Yesterday, I opened up my brand new 7 dollar Google Cardboard. This nifty little device, made of innocuous cuts of cardboard, a few magnets, and some lenses, can take any smartphone and convert it into a virtual reality device, similar to the Oculus Rift (though for a MUCH lower price). While there are still only a handful of apps available, and you can’t use it for too long before becoming a bit queasy, the potential of this device is incredible.
Most of the apps you find are what you might expect: riding a virtual roller coaster, taking a virtual tour of the palace of Versailles, and even a rudimentary zombie first-person shooter. What really caught my attention though was an app called Orbulus. Users can upload 360 photos, which can be taken using any smartphone and Google Camera, which creates “photospheres.” If you step into one of these photospheres using Google Cardboard, it is as if you are standing exactly where the picture was taken. Last night, in the space of five minutes, I was looking at the glittering lights of the Eiffel Tower, then was transported to a tiny comic book shop in Tokyo. Each scene is incredibly immersive.
To me, this device, and really, the future of Virtual Reality in general, holds great promise for science and science learning. A huge difficulty facing teachers and students alike is the foreign nature of the cell; it simply is too small to see and comprehend.

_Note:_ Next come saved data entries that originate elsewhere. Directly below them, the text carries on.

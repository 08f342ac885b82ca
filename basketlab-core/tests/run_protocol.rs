//! End-to-end run protocol: catalog → selection → orchestrator → view.

use basketlab_core::{
    BacktestResultRow, BasketCatalog, Catalog, Orchestrator, Params, PnlSign, RunOutcome,
    RunRejected, RunState, SelectionState, Strategy,
};

fn catalog() -> Catalog {
    let strategies = vec![
        Strategy {
            id: "momentum".into(),
            name: "Momentum ML".into(),
            params: Params::new(),
        },
        Strategy {
            id: "mean_reversion".into(),
            name: "Mean Reversion".into(),
            params: Params::new(),
        },
    ];
    let baskets: BasketCatalog = [
        ("TOP_3", vec!["BTCUSDT".to_string(), "ETHUSDT".to_string(), "SOLUSDT".to_string()]),
        ("ETH", vec!["ETHUSDT".to_string()]),
    ]
    .into_iter()
    .collect();
    Catalog::new(strategies, baskets)
}

#[test]
fn seeded_selection_drives_first_run() {
    let catalog = catalog();
    let mut selection = SelectionState::new();
    selection.seed_from(&catalog);

    let mut orch = Orchestrator::new();
    let request = orch.begin(&selection, &catalog.baskets).unwrap();
    assert_eq!(request.strategy, "momentum");
    assert_eq!(request.basket, vec!["BTCUSDT", "ETHUSDT", "SOLUSDT"]);

    // Service answers out of order and omits SOLUSDT.
    let rows = vec![
        BacktestResultRow::new("ETHUSDT", "-4.00", 1, "-4.00"),
        BacktestResultRow::new("BTCUSDT", "10.50", 3, "3.50"),
    ];
    assert_eq!(orch.complete::<String>(Ok(rows.clone())), RunOutcome::Applied { rows: 2 });
    assert_eq!(&orch.results()[..], &rows[..]);

    let view = orch.view();
    assert_eq!(view.per_symbol[0].name, "ETHUSDT");
    assert_eq!(view.total_pnl, 6.5);
    assert_eq!(view.sign(), PnlSign::NonNegative);
}

#[test]
fn selection_change_only_affects_next_run() {
    let catalog = catalog();
    let mut selection = SelectionState::new();
    selection.seed_from(&catalog);

    let mut orch = Orchestrator::new();
    let first = orch.begin(&selection, &catalog.baskets).unwrap();

    selection.select_strategy("mean_reversion");
    selection.select_basket("ETH");
    assert_eq!(orch.in_flight(), Some(&first.fingerprint()));
    orch.complete::<String>(Ok(vec![]));

    let second = orch.begin(&selection, &catalog.baskets).unwrap();
    assert_eq!(second.strategy, "mean_reversion");
    assert_eq!(second.basket, vec!["ETHUSDT"]);
}

#[test]
fn unloaded_catalog_never_dispatches() {
    let catalog = Catalog::default();
    let mut selection = SelectionState::new();
    selection.seed_from(&catalog);

    let mut orch = Orchestrator::new();
    assert_eq!(orch.begin(&selection, &catalog.baskets), Err(RunRejected::NotReady));
    assert_eq!(orch.state(), RunState::Idle);
}

#[test]
fn basket_missing_from_catalog_fails_closed() {
    let catalog = catalog();
    let mut selection = SelectionState::new();
    selection.seed_from(&catalog);
    selection.select_basket("MEME");

    let mut orch = Orchestrator::new();
    assert_eq!(
        orch.begin(&selection, &catalog.baskets),
        Err(RunRejected::UnknownBasket("MEME".into()))
    );
    assert!(orch.in_flight().is_none());
    assert!(!orch.is_running());
}

#[test]
fn empty_success_clears_previous_results() {
    let catalog = catalog();
    let mut selection = SelectionState::new();
    selection.seed_from(&catalog);

    let mut orch = Orchestrator::new();
    orch.begin(&selection, &catalog.baskets).unwrap();
    orch.complete::<String>(Ok(vec![BacktestResultRow::new("BTCUSDT", "1.00", 1, "1.00")]));
    assert!(!orch.view().is_empty());

    orch.begin(&selection, &catalog.baskets).unwrap();
    orch.complete::<String>(Ok(vec![]));
    assert!(orch.results().is_empty());
    assert!(orch.view().is_empty());
    assert_eq!(orch.view().total_pnl, 0.0);
}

Imagine though, stepping inside a cell, looking up at a massive Golgi overhead, and watching as swirling enzymes crisscrossed before you in a bustle of productivity. The micro turned into macro through virtual reality. I get excited even thinking about it – imagine a child seeing the cellular world in it’s full glory – this is what inspires curious minds.
Even further than aesthetics though, manipulation of objects in virtual space interests me. There are already a number of apps which allow you to view proteins in 3D from your smartphone (I use NDKmol). It should be a rather easy step to configure apps like these to be compatible with Google Cardboard and other virtual reality devices. Thus, you can see a protein, perhaps interacting with small molecules, like drugs or antibodies, in fully rotational three-dimensional space.
However, this is a very hands-off, non-interactive approach. You might notice that Google Cardboard has a slot for the front facing camera to be exposed. This may be to allow for apps to combine virtual reality with reality, such as superimposing Google Maps directions directly onto your field of view (through your front-facing camera). It also may be used for motion tracking of your hands, so that you can interact with your virtual reality using simple hand gestures.
So imagine being able to interact with a protein in virtual space, and, if you can code it robustly and efficiently, you may even be able to push and pull on residues and see how the whole protein might respond, conformationally, given the underlying chemical properties (i.e., charge and stereochemical configuration), to your virtual mechanical stimulus. This of course is heavily reliant upon computational biology, which is still tackling what may seem to be the most basic of challenges: how a protein folds. Strides are being made, however, and using these ideas, you could probe a protein for its weak points, potentially find targets of inhibition or activation, all simply through virtual manipulation.
These concepts are of course mere speculation, but the possibility is very real given the technology we have at hand. It may only be a matter of time before we can step into the cell, snag a whizzing protein out of the air, and unfold it to see how it is made.